July 12, 2011 (Jeff Alan)
Year-over-year new home equity loan originations, though in smaller amounts due to falling home values, increased 6.6 percent for the first time since March 2010 according to the latest Credit Trend Report released by Equifax.
Overall, U.S. consumer credit continues to show signs of improvement despite strong unemployment and a weak housing market.
The report, which tracks consumer credit trends through March 2011, states that on a year-to-date (YTD) basis compared to March 2010, new credit dollars are increasing with originations in auto, bank card, consumer finance, and home equity revolving lines of credit.
Total new credit YTD has increased more than 15 percent since 2009 to $167 billion, with year-over-year auto lending and credit card limit increases expanding for the first time after two years of declines.
Total consumer debt now stands at $11.3 trillion, down 8.7 percent from October 2008’s $12.4 trillion.

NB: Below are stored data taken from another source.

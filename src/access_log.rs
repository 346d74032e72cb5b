//! # Access log
//! src/access_log.rs
//!
//! Una línea por conexión atendida:
//!
//! ```text
//! 127.0.0.1 [Fri, 08 Mar 2019 14:05:09 GMT] "GET" 200 OK curl/7.61.1 /
//! ```
//!
//! El sink se comparte entre todos los threads de conexión; cada línea se
//! formatea y escribe con el lock tomado para que no se mezclen.

use crate::http::StatusCode;
use std::fs::OpenOptions;
use std::io::{self, Write};
use std::net::IpAddr;
use std::path::Path;
use std::sync::{Arc, Mutex};

/// Datos de una línea del access log
#[derive(Debug, Clone)]
pub struct AccessLogEntry<'a> {
    pub remote: Option<IpAddr>,
    pub date: &'a str,
    pub method: &'a str,
    pub status: StatusCode,
    pub user_agent: &'a str,
    pub resource: &'a str,
}

impl std::fmt::Display for AccessLogEntry<'_> {
    fn fmt(&self, f: &mut std::fmt::Formatter<'_>) -> std::fmt::Result {
        match self.remote {
            Some(ip) => write!(f, "{}", ip)?,
            None => f.write_str("-")?,
        }
        write!(
            f,
            " [{}] \"{}\" {} {} {}",
            self.date, self.method, self.status, self.user_agent, self.resource
        )
    }
}

/// Logger thread-safe de requests atendidos
#[derive(Clone)]
pub struct AccessLogger {
    sink: Arc<Mutex<Box<dyn Write + Send>>>,
}

impl AccessLogger {
    /// Logger sobre cualquier destino
    pub fn new(sink: Box<dyn Write + Send>) -> Self {
        Self {
            sink: Arc::new(Mutex::new(sink)),
        }
    }

    /// Logger sobre la salida estándar
    pub fn stdout() -> Self {
        Self::new(Box::new(io::stdout()))
    }

    /// Logger que agrega líneas al final de un archivo
    pub fn append_to(path: &Path) -> io::Result<Self> {
        let file = OpenOptions::new().create(true).append(true).open(path)?;
        Ok(Self::new(Box::new(file)))
    }

    /// Escribe una línea; las fallas solo se reportan, nunca se propagan
    pub fn log(&self, entry: &AccessLogEntry<'_>) {
        let line = entry.to_string();
        let mut sink = self.sink.lock().unwrap_or_else(|poisoned| poisoned.into_inner());

        if let Err(e) = writeln!(sink, "{}", line).and_then(|_| sink.flush()) {
            log::warn!("failed to write access log line: {}", e);
        }
    }
}

impl std::fmt::Debug for AccessLogger {
    fn fmt(&self, f: &mut std::fmt::Formatter<'_>) -> std::fmt::Result {
        f.debug_struct("AccessLogger").finish_non_exhaustive()
    }
}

“Despite concerns of the economy relapsing, several current metrics indicate the credit cycle is stabilizing – even growing somewhat as consumer payment behavior improves,” said Michael Koukounas, Equifax’s Senior Vice President of Client Services.
Consumers continued to show improvement in payment behavior as the percent of consumer risk scores defined as high risk dropped. The average Equifax Risk Score, which predicts the likelihood of a serious delinquency within 24 months, reached 695 in May 2011.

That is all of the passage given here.